**Exercise directions**
Write out the stretch of lines below that begins at the line with "literal text or a" and ends at the line with "expression needles, every occurrence.", including both, exactly as given and nothing more.

**Working data**
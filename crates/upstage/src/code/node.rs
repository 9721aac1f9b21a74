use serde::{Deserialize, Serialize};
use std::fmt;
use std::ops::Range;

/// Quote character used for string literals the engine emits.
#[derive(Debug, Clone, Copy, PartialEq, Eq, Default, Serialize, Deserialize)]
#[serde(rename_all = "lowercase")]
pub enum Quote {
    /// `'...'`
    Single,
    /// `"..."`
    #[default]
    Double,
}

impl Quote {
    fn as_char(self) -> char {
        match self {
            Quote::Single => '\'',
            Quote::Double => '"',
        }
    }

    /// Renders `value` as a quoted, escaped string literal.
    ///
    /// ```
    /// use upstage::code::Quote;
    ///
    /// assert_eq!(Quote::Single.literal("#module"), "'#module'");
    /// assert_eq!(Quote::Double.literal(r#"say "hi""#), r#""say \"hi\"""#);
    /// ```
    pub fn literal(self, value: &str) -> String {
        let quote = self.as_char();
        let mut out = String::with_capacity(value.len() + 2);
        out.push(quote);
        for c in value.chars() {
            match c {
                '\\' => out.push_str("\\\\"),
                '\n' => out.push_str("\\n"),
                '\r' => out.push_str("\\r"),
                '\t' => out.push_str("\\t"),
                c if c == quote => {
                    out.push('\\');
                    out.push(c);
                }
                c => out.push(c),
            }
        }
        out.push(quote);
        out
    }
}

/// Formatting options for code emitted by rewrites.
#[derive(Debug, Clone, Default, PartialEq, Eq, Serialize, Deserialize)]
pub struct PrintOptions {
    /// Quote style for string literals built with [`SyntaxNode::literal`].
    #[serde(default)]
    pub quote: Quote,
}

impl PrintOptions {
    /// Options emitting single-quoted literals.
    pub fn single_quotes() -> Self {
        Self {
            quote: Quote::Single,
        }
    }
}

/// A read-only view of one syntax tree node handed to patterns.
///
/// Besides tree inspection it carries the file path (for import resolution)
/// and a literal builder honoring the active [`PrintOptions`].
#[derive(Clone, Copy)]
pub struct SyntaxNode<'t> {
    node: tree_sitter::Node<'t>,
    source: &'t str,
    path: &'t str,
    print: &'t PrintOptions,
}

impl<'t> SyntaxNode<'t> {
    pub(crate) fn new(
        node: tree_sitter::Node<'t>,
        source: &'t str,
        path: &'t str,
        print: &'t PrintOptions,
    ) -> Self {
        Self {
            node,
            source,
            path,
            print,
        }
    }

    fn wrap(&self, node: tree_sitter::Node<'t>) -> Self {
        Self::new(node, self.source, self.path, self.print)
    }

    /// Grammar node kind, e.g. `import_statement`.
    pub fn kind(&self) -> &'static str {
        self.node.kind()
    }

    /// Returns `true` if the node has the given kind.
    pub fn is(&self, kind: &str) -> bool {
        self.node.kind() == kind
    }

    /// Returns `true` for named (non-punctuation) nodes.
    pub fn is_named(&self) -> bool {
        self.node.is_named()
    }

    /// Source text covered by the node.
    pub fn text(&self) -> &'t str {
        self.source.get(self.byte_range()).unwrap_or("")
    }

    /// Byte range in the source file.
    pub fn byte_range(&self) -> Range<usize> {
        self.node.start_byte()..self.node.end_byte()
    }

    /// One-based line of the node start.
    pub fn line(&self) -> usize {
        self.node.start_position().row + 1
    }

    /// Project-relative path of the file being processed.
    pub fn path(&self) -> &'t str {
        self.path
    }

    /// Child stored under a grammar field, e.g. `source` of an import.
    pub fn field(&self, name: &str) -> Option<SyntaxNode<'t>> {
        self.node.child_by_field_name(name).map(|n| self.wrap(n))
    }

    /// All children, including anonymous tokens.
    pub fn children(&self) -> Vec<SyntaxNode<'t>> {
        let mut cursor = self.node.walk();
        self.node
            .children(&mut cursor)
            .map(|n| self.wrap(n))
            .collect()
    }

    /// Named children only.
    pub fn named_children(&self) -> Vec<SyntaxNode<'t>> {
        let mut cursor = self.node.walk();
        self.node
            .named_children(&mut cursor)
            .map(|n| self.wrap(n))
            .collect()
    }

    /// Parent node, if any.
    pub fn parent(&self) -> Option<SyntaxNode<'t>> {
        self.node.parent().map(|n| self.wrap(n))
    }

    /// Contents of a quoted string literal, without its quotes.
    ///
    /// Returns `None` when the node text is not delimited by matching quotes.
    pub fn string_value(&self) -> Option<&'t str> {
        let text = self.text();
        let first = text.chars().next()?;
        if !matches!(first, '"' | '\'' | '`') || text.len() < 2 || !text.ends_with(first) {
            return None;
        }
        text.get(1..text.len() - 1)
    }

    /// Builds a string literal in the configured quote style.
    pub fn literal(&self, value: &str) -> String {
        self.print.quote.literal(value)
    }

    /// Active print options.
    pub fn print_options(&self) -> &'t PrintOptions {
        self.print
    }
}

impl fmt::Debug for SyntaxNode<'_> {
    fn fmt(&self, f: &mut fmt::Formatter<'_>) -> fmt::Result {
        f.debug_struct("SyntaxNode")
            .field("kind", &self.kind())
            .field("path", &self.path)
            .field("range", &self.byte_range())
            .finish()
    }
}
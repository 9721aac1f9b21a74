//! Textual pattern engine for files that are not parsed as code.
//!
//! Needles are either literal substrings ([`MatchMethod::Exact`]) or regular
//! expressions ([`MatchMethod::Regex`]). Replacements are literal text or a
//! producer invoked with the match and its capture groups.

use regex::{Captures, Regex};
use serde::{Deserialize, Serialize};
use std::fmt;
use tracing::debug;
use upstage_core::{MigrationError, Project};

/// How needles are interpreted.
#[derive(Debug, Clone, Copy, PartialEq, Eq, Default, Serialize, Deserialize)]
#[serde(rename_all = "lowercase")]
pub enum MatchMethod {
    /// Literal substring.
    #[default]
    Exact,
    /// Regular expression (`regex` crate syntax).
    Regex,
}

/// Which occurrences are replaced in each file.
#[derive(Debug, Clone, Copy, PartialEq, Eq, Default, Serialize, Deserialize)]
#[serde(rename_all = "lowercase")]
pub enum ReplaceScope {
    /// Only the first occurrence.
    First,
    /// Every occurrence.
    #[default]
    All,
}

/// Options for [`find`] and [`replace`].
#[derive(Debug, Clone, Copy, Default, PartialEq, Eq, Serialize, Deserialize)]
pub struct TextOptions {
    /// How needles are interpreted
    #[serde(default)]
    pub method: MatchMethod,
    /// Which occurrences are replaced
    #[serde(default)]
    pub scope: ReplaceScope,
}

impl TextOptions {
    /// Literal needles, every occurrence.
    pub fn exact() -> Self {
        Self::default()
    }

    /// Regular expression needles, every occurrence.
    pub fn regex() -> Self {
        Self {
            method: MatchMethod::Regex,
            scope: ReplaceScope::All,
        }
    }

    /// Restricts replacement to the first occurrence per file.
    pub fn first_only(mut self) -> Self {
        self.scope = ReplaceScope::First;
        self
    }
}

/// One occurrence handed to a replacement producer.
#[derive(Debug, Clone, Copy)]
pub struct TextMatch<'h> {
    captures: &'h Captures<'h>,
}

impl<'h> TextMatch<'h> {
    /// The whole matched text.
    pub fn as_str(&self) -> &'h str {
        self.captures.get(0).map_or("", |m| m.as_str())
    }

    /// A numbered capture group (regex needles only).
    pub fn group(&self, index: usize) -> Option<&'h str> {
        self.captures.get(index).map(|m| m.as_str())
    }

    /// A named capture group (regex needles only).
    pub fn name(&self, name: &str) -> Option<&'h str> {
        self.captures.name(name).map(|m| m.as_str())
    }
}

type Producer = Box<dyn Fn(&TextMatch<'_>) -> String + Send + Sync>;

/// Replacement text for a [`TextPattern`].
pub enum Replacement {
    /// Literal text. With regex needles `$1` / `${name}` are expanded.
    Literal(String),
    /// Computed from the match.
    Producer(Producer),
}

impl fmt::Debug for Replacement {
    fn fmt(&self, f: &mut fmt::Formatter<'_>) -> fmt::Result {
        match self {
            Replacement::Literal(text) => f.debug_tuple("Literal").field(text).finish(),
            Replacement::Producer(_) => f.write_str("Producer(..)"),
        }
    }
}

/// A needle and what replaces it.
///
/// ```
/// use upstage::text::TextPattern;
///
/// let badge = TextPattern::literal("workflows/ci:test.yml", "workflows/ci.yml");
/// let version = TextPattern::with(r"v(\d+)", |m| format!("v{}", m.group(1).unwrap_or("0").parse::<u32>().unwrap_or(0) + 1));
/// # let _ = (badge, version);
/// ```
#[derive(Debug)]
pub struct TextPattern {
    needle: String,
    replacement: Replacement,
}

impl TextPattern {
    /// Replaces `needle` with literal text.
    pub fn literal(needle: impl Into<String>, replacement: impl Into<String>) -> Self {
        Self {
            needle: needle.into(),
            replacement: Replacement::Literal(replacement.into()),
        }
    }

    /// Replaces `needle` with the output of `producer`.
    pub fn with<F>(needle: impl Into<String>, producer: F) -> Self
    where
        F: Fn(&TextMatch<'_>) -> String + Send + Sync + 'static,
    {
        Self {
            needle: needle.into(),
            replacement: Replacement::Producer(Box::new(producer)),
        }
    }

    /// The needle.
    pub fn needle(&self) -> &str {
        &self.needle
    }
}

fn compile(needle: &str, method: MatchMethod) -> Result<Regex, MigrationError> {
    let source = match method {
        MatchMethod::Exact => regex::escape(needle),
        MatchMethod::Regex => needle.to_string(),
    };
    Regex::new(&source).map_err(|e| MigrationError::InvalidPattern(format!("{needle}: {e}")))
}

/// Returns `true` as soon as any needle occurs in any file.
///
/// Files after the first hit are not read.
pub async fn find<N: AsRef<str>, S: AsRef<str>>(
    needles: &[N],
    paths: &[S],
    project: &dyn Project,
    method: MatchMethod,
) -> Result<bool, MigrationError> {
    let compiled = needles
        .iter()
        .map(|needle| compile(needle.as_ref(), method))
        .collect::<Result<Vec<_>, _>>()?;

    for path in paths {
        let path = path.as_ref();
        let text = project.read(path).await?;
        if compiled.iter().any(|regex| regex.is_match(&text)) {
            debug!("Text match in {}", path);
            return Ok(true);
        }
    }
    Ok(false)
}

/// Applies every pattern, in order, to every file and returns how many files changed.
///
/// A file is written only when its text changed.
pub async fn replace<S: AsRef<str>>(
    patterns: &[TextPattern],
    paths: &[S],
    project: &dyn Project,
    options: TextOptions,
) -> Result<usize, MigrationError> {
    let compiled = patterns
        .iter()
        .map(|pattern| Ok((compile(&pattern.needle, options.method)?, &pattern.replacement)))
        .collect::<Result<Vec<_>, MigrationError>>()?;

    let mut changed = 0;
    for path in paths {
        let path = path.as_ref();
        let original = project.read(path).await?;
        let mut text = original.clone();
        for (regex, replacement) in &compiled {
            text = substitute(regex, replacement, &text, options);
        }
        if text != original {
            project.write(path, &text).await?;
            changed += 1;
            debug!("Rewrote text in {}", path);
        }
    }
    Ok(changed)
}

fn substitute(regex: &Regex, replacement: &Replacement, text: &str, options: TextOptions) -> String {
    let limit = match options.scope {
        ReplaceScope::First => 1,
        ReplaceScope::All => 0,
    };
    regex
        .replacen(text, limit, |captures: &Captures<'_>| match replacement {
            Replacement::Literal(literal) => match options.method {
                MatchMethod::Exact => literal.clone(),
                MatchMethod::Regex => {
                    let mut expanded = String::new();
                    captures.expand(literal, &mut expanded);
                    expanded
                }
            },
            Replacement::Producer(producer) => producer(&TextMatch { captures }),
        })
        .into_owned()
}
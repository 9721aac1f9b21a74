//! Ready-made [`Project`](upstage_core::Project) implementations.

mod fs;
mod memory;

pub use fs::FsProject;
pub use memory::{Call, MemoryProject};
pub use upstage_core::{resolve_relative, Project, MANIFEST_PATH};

**Response for this exercise**
//! expressions ([`MatchMethod::Regex`]). Replacements are literal text or a
//! producer invoked with the match and its capture groups.

use regex::{Captures, Regex};
use serde::{Deserialize, Serialize};
use std::fmt;
use tracing::debug;
use upstage_core::{MigrationError, Project};

/// How needles are interpreted.
#[derive(Debug, Clone, Copy, PartialEq, Eq, Default, Serialize, Deserialize)]
#[serde(rename_all = "lowercase")]
pub enum MatchMethod {
    /// Literal substring.
    #[default]
    Exact,
    /// Regular expression (`regex` crate syntax).
    Regex,
}

/// Which occurrences are replaced in each file.
#[derive(Debug, Clone, Copy, PartialEq, Eq, Default, Serialize, Deserialize)]
#[serde(rename_all = "lowercase")]
pub enum ReplaceScope {
    /// Only the first occurrence.
    First,
    /// Every occurrence.
    #[default]
    All,
}

/// Options for [`find`] and [`replace`].
#[derive(Debug, Clone, Copy, Default, PartialEq, Eq, Serialize, Deserialize)]
pub struct TextOptions {
    /// How needles are interpreted
    #[serde(default)]
    pub method: MatchMethod,
    /// Which occurrences are replaced
    #[serde(default)]
    pub scope: ReplaceScope,
}

impl TextOptions {
    /// Literal needles, every occurrence.
    pub fn exact() -> Self {
        Self::default()
    }

    /// Regular expression needles, every occurrence.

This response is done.